- [ASSIGNED TASK] Tally the lines below that contain the word "PRIDE", then give the tally alone.

- [INPUT DATA]
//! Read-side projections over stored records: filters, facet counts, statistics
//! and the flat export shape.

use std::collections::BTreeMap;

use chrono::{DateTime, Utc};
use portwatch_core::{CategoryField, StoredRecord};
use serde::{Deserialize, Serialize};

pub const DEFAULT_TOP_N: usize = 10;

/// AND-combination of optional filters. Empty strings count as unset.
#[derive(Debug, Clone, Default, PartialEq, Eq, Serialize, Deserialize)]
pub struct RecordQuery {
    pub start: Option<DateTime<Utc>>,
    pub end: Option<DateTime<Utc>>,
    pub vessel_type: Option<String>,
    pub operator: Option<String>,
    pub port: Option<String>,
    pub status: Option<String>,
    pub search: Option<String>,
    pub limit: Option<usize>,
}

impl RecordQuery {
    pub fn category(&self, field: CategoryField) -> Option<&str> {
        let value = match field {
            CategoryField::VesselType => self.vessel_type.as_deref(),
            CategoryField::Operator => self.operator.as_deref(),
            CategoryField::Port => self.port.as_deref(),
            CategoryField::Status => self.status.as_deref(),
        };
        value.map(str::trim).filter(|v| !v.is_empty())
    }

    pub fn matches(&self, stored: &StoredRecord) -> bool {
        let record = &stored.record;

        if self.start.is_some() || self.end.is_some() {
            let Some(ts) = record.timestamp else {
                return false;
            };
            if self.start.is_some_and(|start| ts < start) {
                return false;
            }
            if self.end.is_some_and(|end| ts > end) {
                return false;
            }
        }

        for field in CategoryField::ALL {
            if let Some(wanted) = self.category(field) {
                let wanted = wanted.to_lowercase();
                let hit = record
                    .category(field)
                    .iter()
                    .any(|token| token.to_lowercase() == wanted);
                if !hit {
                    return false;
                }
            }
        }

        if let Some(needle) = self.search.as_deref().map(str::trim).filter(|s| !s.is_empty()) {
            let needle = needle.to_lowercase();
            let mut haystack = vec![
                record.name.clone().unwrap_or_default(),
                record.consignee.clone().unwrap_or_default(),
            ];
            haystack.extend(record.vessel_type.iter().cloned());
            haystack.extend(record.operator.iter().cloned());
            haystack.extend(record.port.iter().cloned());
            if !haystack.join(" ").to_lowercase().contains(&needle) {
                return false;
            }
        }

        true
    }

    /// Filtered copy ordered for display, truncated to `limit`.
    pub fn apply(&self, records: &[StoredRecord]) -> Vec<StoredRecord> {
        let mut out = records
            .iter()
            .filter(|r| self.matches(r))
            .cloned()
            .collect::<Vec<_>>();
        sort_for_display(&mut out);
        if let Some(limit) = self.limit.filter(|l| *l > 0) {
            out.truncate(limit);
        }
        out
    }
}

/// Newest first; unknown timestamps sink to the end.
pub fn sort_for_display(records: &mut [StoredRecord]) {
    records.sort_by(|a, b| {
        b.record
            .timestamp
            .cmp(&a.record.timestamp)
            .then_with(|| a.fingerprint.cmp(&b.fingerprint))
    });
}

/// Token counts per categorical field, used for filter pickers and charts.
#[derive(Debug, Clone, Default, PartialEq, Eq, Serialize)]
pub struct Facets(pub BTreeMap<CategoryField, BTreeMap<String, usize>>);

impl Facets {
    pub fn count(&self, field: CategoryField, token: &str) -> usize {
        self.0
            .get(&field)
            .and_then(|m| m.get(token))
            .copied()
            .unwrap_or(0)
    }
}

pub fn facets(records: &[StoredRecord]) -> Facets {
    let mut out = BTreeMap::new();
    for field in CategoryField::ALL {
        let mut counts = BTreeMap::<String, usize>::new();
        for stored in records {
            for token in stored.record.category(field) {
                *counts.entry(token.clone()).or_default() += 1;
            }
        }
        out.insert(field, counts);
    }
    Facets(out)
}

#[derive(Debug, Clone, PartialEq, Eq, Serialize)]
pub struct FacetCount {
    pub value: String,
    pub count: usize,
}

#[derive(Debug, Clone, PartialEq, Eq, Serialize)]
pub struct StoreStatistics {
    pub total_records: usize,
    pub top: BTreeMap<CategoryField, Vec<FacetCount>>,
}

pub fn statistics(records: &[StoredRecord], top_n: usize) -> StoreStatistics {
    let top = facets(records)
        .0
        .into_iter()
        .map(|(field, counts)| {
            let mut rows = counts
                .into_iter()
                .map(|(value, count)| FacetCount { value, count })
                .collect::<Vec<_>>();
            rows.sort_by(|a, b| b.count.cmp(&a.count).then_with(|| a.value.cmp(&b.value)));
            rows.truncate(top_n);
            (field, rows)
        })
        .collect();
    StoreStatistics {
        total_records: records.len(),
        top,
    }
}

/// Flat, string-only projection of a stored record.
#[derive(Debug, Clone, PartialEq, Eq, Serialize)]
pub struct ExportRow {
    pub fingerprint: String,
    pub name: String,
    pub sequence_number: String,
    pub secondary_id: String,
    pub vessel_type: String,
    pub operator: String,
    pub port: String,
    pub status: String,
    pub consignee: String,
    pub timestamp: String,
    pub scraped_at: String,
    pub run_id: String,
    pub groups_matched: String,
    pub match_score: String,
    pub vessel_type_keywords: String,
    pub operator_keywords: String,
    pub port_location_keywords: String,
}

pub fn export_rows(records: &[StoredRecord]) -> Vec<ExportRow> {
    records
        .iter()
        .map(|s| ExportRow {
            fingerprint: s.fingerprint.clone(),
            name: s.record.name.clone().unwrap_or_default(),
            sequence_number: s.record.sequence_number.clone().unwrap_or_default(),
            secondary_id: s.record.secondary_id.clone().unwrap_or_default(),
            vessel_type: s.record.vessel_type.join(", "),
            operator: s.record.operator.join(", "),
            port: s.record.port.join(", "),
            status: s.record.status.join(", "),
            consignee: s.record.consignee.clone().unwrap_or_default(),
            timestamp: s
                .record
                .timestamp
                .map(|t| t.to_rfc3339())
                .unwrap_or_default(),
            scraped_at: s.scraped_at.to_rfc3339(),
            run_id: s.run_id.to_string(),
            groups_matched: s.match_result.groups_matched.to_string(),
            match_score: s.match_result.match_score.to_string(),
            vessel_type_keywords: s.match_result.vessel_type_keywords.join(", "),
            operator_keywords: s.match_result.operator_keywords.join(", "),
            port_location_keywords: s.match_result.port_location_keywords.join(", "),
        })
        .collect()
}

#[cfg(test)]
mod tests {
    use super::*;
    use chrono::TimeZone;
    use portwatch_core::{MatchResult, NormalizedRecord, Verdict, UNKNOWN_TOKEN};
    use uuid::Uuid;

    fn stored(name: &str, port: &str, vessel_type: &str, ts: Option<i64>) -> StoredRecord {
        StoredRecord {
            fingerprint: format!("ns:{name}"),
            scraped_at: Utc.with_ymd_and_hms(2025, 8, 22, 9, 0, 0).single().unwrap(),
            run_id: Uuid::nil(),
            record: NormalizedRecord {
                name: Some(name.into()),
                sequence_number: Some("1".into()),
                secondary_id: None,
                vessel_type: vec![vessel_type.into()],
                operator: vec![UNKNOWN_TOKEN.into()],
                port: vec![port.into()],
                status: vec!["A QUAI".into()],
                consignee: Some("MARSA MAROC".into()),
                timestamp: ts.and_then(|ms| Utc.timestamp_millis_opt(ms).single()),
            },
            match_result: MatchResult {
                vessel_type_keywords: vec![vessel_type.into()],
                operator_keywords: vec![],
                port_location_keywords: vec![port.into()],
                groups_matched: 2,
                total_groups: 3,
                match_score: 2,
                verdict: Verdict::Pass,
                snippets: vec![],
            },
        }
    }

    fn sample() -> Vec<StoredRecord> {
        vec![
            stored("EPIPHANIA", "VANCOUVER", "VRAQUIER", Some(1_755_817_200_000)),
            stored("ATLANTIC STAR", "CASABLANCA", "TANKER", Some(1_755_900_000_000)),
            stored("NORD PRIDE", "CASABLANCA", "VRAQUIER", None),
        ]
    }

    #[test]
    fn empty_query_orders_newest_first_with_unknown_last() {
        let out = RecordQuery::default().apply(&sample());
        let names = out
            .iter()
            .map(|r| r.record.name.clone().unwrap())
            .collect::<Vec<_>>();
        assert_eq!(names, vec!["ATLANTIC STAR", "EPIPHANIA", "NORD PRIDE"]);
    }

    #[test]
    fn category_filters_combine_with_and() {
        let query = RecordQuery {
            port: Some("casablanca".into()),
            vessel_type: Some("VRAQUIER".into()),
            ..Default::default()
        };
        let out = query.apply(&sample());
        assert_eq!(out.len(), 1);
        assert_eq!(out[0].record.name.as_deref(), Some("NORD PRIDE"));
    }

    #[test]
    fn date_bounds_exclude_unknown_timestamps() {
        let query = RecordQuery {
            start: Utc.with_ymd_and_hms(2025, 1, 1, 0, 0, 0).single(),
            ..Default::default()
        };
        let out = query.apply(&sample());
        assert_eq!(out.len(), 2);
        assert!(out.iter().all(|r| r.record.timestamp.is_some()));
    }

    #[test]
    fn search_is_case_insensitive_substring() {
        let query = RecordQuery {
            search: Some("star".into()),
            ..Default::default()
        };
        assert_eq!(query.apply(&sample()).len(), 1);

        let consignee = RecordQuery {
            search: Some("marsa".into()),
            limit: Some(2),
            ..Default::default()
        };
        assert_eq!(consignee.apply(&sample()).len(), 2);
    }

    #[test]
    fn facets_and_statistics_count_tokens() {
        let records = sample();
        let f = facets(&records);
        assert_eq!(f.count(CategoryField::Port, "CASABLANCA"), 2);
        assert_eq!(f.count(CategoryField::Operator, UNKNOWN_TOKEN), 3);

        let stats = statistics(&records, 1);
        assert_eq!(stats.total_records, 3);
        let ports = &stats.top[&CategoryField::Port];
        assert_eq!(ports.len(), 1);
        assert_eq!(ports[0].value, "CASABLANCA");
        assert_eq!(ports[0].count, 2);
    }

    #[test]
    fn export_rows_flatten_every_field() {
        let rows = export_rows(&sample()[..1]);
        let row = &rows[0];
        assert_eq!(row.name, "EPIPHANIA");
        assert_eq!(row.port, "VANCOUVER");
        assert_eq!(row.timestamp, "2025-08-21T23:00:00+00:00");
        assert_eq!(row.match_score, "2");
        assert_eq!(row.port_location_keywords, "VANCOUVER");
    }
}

- [SOLVED PROBLEM] 3